Content marketing is invaluable at this stage of the journey. The more pieces you can publish around specific issues, pain points, and trends relevant to your industry, the better. Provided your advice is sound and not one protracted sales pitch, you’ll likely find yourself on a sales lead’s radar based on thought leadership alone.

The Search for Information (Interest)

As a B2B customer moves further down the sales funnel, they begin researching specific products and vendors. They examine the feedback each prospective vendor has received online, review the specific features of each vendor’s offerings, and start making note of vendors that may suit their needs. Ensuring you provide comprehensive information about your portfolio on your website is imperative for this stage, as is addressing negative reviews.

Establishing a Vendor Shortlist (Consideration)

Their research complete, a B2B customer’s next step is to establish a shortlist of vendors that they might be willing to work with. At this point in the sales funnel, the importance of SEO starts to fade. A lead generally will not be searching for your brand on Google if it made the cut – they already know about you at this point.

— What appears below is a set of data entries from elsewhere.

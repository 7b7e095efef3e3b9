//! Order Model
//!
//! 订单及其审批状态。状态只沿流水线单向推进：
//!
//! ```text
//! draft → pending_team_leader → pending_center_director → approved | rejected
//! ```
//!
//! `approved` 和 `rejected` 为终态，不允许任何后续流转。

use serde::{Deserialize, Serialize};
use validator::Validate;

/// 订单审批状态
#[derive(Debug, Clone, Copy, PartialEq, Eq, Hash, Serialize, Deserialize, sqlx::Type)]
#[serde(rename_all = "snake_case")]
#[sqlx(rename_all = "snake_case")]
pub enum OrderStatus {
    Draft,
    PendingTeamLeader,
    PendingCenterDirector,
    Approved,
    Rejected,
}

impl OrderStatus {
    pub fn as_str(&self) -> &'static str {
        match self {
            OrderStatus::Draft => "draft",
            OrderStatus::PendingTeamLeader => "pending_team_leader",
            OrderStatus::PendingCenterDirector => "pending_center_director",
            OrderStatus::Approved => "approved",
            OrderStatus::Rejected => "rejected",
        }
    }

    /// 从查询参数解析状态名
    pub fn parse(s: &str) -> Option<OrderStatus> {
        match s {
            "draft" => Some(OrderStatus::Draft),
            "pending_team_leader" => Some(OrderStatus::PendingTeamLeader),
            "pending_center_director" => Some(OrderStatus::PendingCenterDirector),
            "approved" => Some(OrderStatus::Approved),
            "rejected" => Some(OrderStatus::Rejected),
            _ => None,
        }
    }

    /// 终态订单不允许任何流转
    pub fn is_terminal(&self) -> bool {
        matches!(self, OrderStatus::Approved | OrderStatus::Rejected)
    }
}

impl std::fmt::Display for OrderStatus {
    fn fmt(&self, f: &mut std::fmt::Formatter<'_>) -> std::fmt::Result {
        f.write_str(self.as_str())
    }
}

/// 审批决定
#[derive(Debug, Clone, Copy, PartialEq, Eq, Serialize, Deserialize)]
#[serde(rename_all = "snake_case")]
pub enum Decision {
    Approve,
    Reject,
}

/// Order model matching the SQLite schema
#[derive(Debug, Clone, Serialize, Deserialize, sqlx::FromRow)]
pub struct Order {
    pub id: String,
    pub owner_id: String,
    pub department_id: String,
    pub item_name: String,
    pub quantity: i64,
    pub price: i64,
    pub comment: Option<String>,
    pub image_ref: Option<String>,
    pub status: OrderStatus,
    pub reject_reason: Option<String>,
    pub created_at: i64,
    pub updated_at: i64,
}

/// Create order payload (multipart `request` part)
#[derive(Debug, Clone, Deserialize, Validate)]
pub struct OrderCreate {
    #[validate(length(min = 1, max = 200))]
    pub item_name: String,
    #[validate(range(min = 1))]
    pub quantity: i64,
    #[validate(range(min = 0))]
    pub price: i64,
    pub comment: Option<String>,
}

/// Update order payload — 只允许草稿状态下由创建者修改
#[derive(Debug, Clone, Deserialize, Validate)]
pub struct OrderUpdate {
    #[validate(length(min = 1, max = 200))]
    pub item_name: Option<String>,
    #[validate(range(min = 1))]
    pub quantity: Option<i64>,
    #[validate(range(min = 0))]
    pub price: Option<i64>,
    pub comment: Option<String>,
}

/// 订单摘要 (列表/进度视图，关联了所有者和部门名称)
#[derive(Debug, Clone, Serialize, sqlx::FromRow)]
pub struct OrderSummary {
    pub id: String,
    pub item_name: String,
    pub quantity: i64,
    pub price: i64,
    pub status: OrderStatus,
    pub reject_reason: Option<String>,
    pub owner_id: String,
    pub owner_name: String,
    pub department_id: String,
    pub department_name: String,
    pub has_image: bool,
    pub created_at: i64,
    pub updated_at: i64,
}

/// 订单详情
#[derive(Debug, Clone, Serialize)]
pub struct OrderDetail {
    #[serde(flatten)]
    pub order: Order,
    pub owner_name: String,
    pub department_name: String,
}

As such, while there is some value in researching keywords for the consideration and intent stages of the B2B buyer’s journey, it pales in comparison to brand awareness.

The Evaluation Process (Intent)

We’re getting towards the end of the funnel now. At this point, stakeholders begin a process of elimination. They start reaching out to vendors for product demonstrations and contract proposals.

At this point, whether or not a lead proceeds to the end of the funnel is down to the quality of your sales team and the quality of your product.

Final Transaction (Purchase)

Finally, the customer begins deploying their solution of choice. At this stage, your business should aim to assist them with deployment as much as possible. If installation ends up being too much of a challenge or you don’t provide them with enough support as a vendor, they could still switch to one of your competitors – unlike with most B2C transactions, moving a B2B customer through the sales funnel does not guarantee a sale – not until implementation is finalized.

Closing Thoughts

The sales funnel for B2B purchases is a lot more top-heavy than that for B2C purchases. Much more of your traffic will stem from awareness and interest than from anything below – moreover, a B2B customer’s search terms will be far more logical and informational in nature. Brand reputation is still important, of course.

But what matters most is that you’re able to demonstrate not just what your products can do, but what you know about your customers and their needs.